Dan Wellers is the Global Lead of Digital Futures at SAP, which explores how organizations can anticipate the future impact of exponential technologies. Dan has extensive experience in technology marketing and business strategy, plus management, consulting, and sales.

A New Computing Paradigm: Conversational AI For Consumers And In The Enterprise

Dan Wellers and Till Pieper

Instant messaging apps have taken over. WhatsApp, iMessage, WeChat, Signal, Slack, Facebook Messenger, Snapchat — billions of users exchange information in bite-sized chunks on any or all of these platforms on a daily basis.
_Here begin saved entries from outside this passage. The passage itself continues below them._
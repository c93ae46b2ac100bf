//! DRM device access
//!
//! [`KmsDevice`] is the only boundary where kernel calls happen. [`Card`]
//! implements it for a real `/dev/dri/cardN` node; tests substitute a fake.

mod card;
mod ioctl;

pub use card::{list_devices, Card};

use std::io;
use std::ptr::NonNull;
use tracing::{debug, warn};

use crate::error::Result;
use crate::types::ScanoutBuffer;

/// A GEM object opened from a global name
#[derive(Debug, Clone, Copy, PartialEq, Eq)]
pub struct GemObject {
    /// Handle local to our file descriptor
    pub handle: u32,
    /// Size of the object in bytes
    pub size: u64,
}

/// Kernel mode-setting and buffer calls needed for capture
pub trait KmsDevice {
    /// Name of the kernel driver, e.g. "i915" or "amdgpu"
    fn driver_name(&self) -> io::Result<String>;

    /// Whether the driver supports dumb buffers (`DRM_CAP_DUMB_BUFFER`)
    fn supports_dumb_buffers(&self) -> bool;

    /// All CRTC IDs on the device
    ///
    /// Failure means the device has no usable mode resources and is fatal.
    fn crtc_ids(&self) -> Result<Vec<u32>>;

    /// The framebuffer currently attached to a CRTC, if any
    fn scanout_buffer(&self, crtc_id: u32) -> Result<Option<ScanoutBuffer>>;

    /// Export a handle as a global GEM name
    fn gem_flink(&self, handle: u32) -> io::Result<u32>;

    /// Open a global GEM name, yielding a new local handle
    fn gem_open(&self, name: u32) -> io::Result<GemObject>;

    /// Release a local GEM handle
    fn gem_close(&self, handle: u32) -> io::Result<()>;

    /// Fake mmap offset for a GTT mapping of the object (i915)
    fn gtt_map_offset(&self, handle: u32) -> io::Result<u64>;

    /// Fake mmap offset for a dumb buffer
    fn dumb_map_offset(&self, handle: u32) -> io::Result<u64>;

    /// Map `len` bytes at `offset` read-only and shared
    fn map_read_only(&self, offset: u64, len: usize) -> io::Result<NonNull<u8>>;

    /// Unmap a region returned by [`KmsDevice::map_read_only`]
    ///
    /// # Safety
    ///
    /// `ptr` and `len` must be exactly what a previous `map_read_only` on this
    /// device returned and was asked for, and the region must not be used
    /// afterwards.
    unsafe fn unmap(&self, ptr: NonNull<u8>, len: usize) -> io::Result<()>;
}

/// A GEM handle local to our file descriptor, closed when dropped
///
/// Both the handle GETFB hands out for a scanout buffer and the handle
/// `gem_open` returns take a reference on the object; each is wrapped in
/// one of these as soon as it exists.
pub struct GemHandle<'d> {
    device: &'d dyn KmsDevice,
    handle: u32,
}

impl<'d> GemHandle<'d> {
    /// Take ownership of `handle`
    pub fn new(device: &'d dyn KmsDevice, handle: u32) -> Self {
        Self { device, handle }
    }

    /// The raw handle value
    pub fn raw(&self) -> u32 {
        self.handle
    }
}

impl Drop for GemHandle<'_> {
    fn drop(&mut self) {
        if let Err(e) = self.device.gem_close(self.handle) {
            warn!(handle = self.handle, "Failed to close GEM handle: {}", e);
        } else {
            debug!(handle = self.handle, "Closed GEM handle");
        }
    }
}

impl std::fmt::Debug for GemHandle<'_> {
    fn fmt(&self, f: &mut std::fmt::Formatter<'_>) -> std::fmt::Result {
        f.debug_tuple("GemHandle").field(&self.handle).finish()
    }
}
In fact, as of mid-2015, people were spending more time on messaging apps than on social networks, and as messaging apps become increasingly more sophisticated, this trend shows no sign of reversing.

Messaging platforms have expanded far beyond simply enabling users to send and receive text messages, photos, and videos. Many of them allow users to exchange documents and files, voice memos, location information, and sometimes even cash. And intriguingly, they’re creating new opportunities for us to interact not just with each other, but thanks to chatbots, also with machines.

Rise of the chatbots

A chatbot is a service that, in the most basic form in many implementations today, responds through pre-programmed rules to queries it receives through a messaging interface. Despite the name, a chatbot doesn’t necessarily do any chatting. Rather, you tell it what you want, from ordering products to triggering actions, and it responds accordingly.

Chatbots have been around for decades. Eliza, a program that simulates conversation by asking a handful of questions and repeating parts of the
answers, dates back to 1966. Many of today’s chatbots are Eliza’s direct descendants, operating via messaging channels like SMS, Facebook Messenger, or Slack, and most chatbots today respond using predefined message templates.

Chatbots are ideally suited for delivering services from within a messaging app to its users in a frictionless, personal way. Instead of having to install and launch a separate application, the user can text a chatbot just like a human contact via the messaging app to hail a cab, buy a t-shirt, order a pizza, reserve a conference room, approve a workflow, or submit a vacation request. Some experts even believe that chatbots will replace applications to a certain extent, since a chatbot with limited or no graphical components that operates within a messaging platform is cheaper to build and run than a full-featured app.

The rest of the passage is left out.